Julie Cattiau returned to the stage to talk about Project Euphonia, a Google initiative dedicated to building speech models that are trained to understand people with impaired speech. The initiative could in the future combine speech with computer vision, she said during her presentation. For example, people who suffer from speech impairments caused by neurological conditions could use gestures such as blinking to communicate with others. Cattiau said that the company's ML models are currently being trained to recognise more gestures.
Tarin Clanuwat, a Project Researcher at the ROIS-DS Center for Open Data in the Humanities, went on stage about an ancient cursive Japanese script called Kuzushiji. Although there are millions of books and over a billion historical documents recorded in Kuzushiji, less than 0.01 percent of the population can read it fluently today, she said during her presentation. She fears that this cultural heritage is currently at risk of becoming inaccessible in the future owing to disuse in modern texts.
Google says that Turin and her fellow researchers trained an ML model to recognise Kuzushiji characters and transcribe them into modern Japanese. According to Google, the model takes approximately two seconds to transcribe an entire page and roughly an hour to transcribe an entire book. According to test data, the model is currently capable of detecting about 2,300 character types with an average accuracy of 85 percent. Turin and her team are working towards improving the model in order to preserve the cultural heritage captured in Kuzushiji texts.

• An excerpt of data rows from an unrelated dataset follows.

//! Event types.
//!
//! An [`Event`] is one scheduled item on a calendar day. Times of day are
//! carried as fixed-width `HH:MM` text ([`ClockTime`]) so that plain string
//! ordering matches chronological ordering within a day.

use std::fmt;
use std::str::FromStr;

use chrono::{DateTime, NaiveDate, NaiveDateTime, TimeZone};
use serde::{Deserialize, Serialize};

use crate::error::ValidationError;

/// A scheduled calendar item.
#[derive(Debug, Clone, PartialEq, Eq, Serialize, Deserialize)]
#[serde(rename_all = "camelCase")]
pub struct Event {
    /// Opaque unique identifier, fixed at creation.
    pub id: String,
    pub name: String,
    #[serde(with = "calendar_day")]
    pub date: NaiveDate,
    pub start_time: ClockTime,
    pub end_time: ClockTime,
    #[serde(default, skip_serializing_if = "Option::is_none")]
    pub description: Option<String>,
    /// Display tag only; nothing in the store looks at it.
    #[serde(default, skip_serializing_if = "Option::is_none")]
    pub color: Option<String>,
}

impl Event {
    /// Generate a fresh identifier for a new event.
    pub fn new_id() -> String {
        uuid::Uuid::new_v4().to_string()
    }

    pub fn is_on(&self, day: NaiveDate) -> bool {
        self.date == day
    }

    /// Case-insensitive substring match on name or description.
    ///
    /// `needle` must already be lowercased. A missing description never
    /// matches.
    pub(crate) fn matches_lowercase(&self, needle: &str) -> bool {
        self.name.to_lowercase().contains(needle)
            || self
                .description
                .as_deref()
                .is_some_and(|d| d.to_lowercase().contains(needle))
    }

    /// Half-open `[start, end)` overlap with another time range on the same day.
    pub fn overlaps(&self, start: &ClockTime, end: &ClockTime) -> bool {
        *start < self.end_time && *end > self.start_time
    }

    /// Return a copy of this event with `patch` applied.
    pub fn patched(&self, patch: &EventPatch) -> Event {
        let mut next = self.clone();
        if let Some(name) = &patch.name {
            next.name = name.clone();
        }
        if let Some(date) = patch.date {
            next.date = date;
        }
        if let Some(start) = &patch.start_time {
            next.start_time = start.clone();
        }
        if let Some(end) = &patch.end_time {
            next.end_time = end.clone();
        }
        if let Some(description) = &patch.description {
            next.description = description.clone();
        }
        if let Some(color) = &patch.color {
            next.color = color.clone();
        }
        next
    }
}

impl fmt::Display for Event {
    fn fmt(&self, f: &mut fmt::Formatter) -> fmt::Result {
        write!(f, "{} - {} {}", self.start_time, self.end_time, self.name)
    }
}

/// Partial replacement of an event's fields.
///
/// `None` leaves a field alone. The optional fields use a nested option so a
/// patch can clear them: `Some(None)` removes the description.
#[derive(Debug, Clone, Default, PartialEq, Eq)]
pub struct EventPatch {
    pub name: Option<String>,
    pub date: Option<NaiveDate>,
    pub start_time: Option<ClockTime>,
    pub end_time: Option<ClockTime>,
    pub description: Option<Option<String>>,
    pub color: Option<Option<String>>,
}

impl EventPatch {
    pub fn is_empty(&self) -> bool {
        self == &EventPatch::default()
    }
}

/// A wall-clock time in zero-padded 24-hour `HH:MM` form.
///
/// Ordering is the ordering of the text, which is chronological because the
/// format is fixed width.
#[derive(Debug, Clone, PartialEq, Eq, PartialOrd, Ord, Hash, Serialize, Deserialize)]
#[serde(try_from = "String", into = "String")]
pub struct ClockTime(String);

impl ClockTime {
    pub fn parse(s: &str) -> Result<Self, ValidationError> {
        let trimmed = s.trim();
        let bytes = trimmed.as_bytes();
        let well_formed = bytes.len() == 5
            && bytes[2] == b':'
            && [0, 1, 3, 4].iter().all(|&i| bytes[i].is_ascii_digit());

        if !well_formed {
            return Err(ValidationError::InvalidTime(s.to_string()));
        }

        let hours = (bytes[0] - b'0') * 10 + (bytes[1] - b'0');
        let minutes = (bytes[3] - b'0') * 10 + (bytes[4] - b'0');
        if hours > 23 || minutes > 59 {
            return Err(ValidationError::InvalidTime(s.to_string()));
        }

        Ok(ClockTime(trimmed.to_string()))
    }

    pub fn as_str(&self) -> &str {
        &self.0
    }
}

impl FromStr for ClockTime {
    type Err = ValidationError;

    fn from_str(s: &str) -> Result<Self, Self::Err> {
        ClockTime::parse(s)
    }
}

impl TryFrom<String> for ClockTime {
    type Error = ValidationError;

    fn try_from(value: String) -> Result<Self, Self::Error> {
        ClockTime::parse(&value)
    }
}

impl From<ClockTime> for String {
    fn from(time: ClockTime) -> Self {
        time.0
    }
}

impl fmt::Display for ClockTime {
    fn fmt(&self, f: &mut fmt::Formatter) -> fmt::Result {
        f.write_str(&self.0)
    }
}

/// Anything that names a calendar day. Time-of-day is dropped.
pub trait AsCalendarDay {
    fn calendar_day(&self) -> NaiveDate;
}

impl AsCalendarDay for NaiveDate {
    fn calendar_day(&self) -> NaiveDate {
        *self
    }
}

impl AsCalendarDay for NaiveDateTime {
    fn calendar_day(&self) -> NaiveDate {
        self.date()
    }
}

impl<Tz: TimeZone> AsCalendarDay for DateTime<Tz> {
    fn calendar_day(&self) -> NaiveDate {
        self.date_naive()
    }
}

/// Serde helpers for the `date` field.
///
/// Written as `YYYY-MM-DD`. Reading also accepts a full RFC 3339 timestamp
/// and keeps its calendar day in the local time zone, which is the day a
/// snapshot that stored local midnight as a UTC instant was written for.
mod calendar_day {
    use chrono::{DateTime, Local, NaiveDate, TimeZone};
    use serde::{Deserialize, Deserializer, Serializer, de};

    const FORMAT: &str = "%Y-%m-%d";

    pub fn serialize<S: Serializer>(date: &NaiveDate, serializer: S) -> Result<S::Ok, S::Error> {
        serializer.collect_str(&date.format(FORMAT))
    }

    pub fn deserialize<'de, D: Deserializer<'de>>(deserializer: D) -> Result<NaiveDate, D::Error> {
        let raw = String::deserialize(deserializer)?;

        if let Ok(date) = NaiveDate::parse_from_str(&raw, FORMAT) {
            return Ok(date);
        }

        timestamp_day(&raw, &Local)
            .ok_or_else(|| de::Error::custom(format!("invalid date '{raw}'")))
    }

    /// Calendar day of an RFC 3339 timestamp as seen from `tz`.
    pub(super) fn timestamp_day<Tz: TimeZone>(raw: &str, tz: &Tz) -> Option<NaiveDate> {
        DateTime::parse_from_rfc3339(raw)
            .ok()
            .map(|dt| dt.with_timezone(tz).date_naive())
    }
}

Google seems convinced it’s headed in the right direction when it comes to applying machine learning the right way for social causes. In the future, we can expect Google to take on more such projects, where neural networks are trained to understand data sets that hold keys and clues to hitherto insoluble problems in areas never tried before. At the same time, more and more developers and researchers should be able to incorporate Google’s open-source TensorFlow library in their projects as long as Google continues to provide support and reference material for it.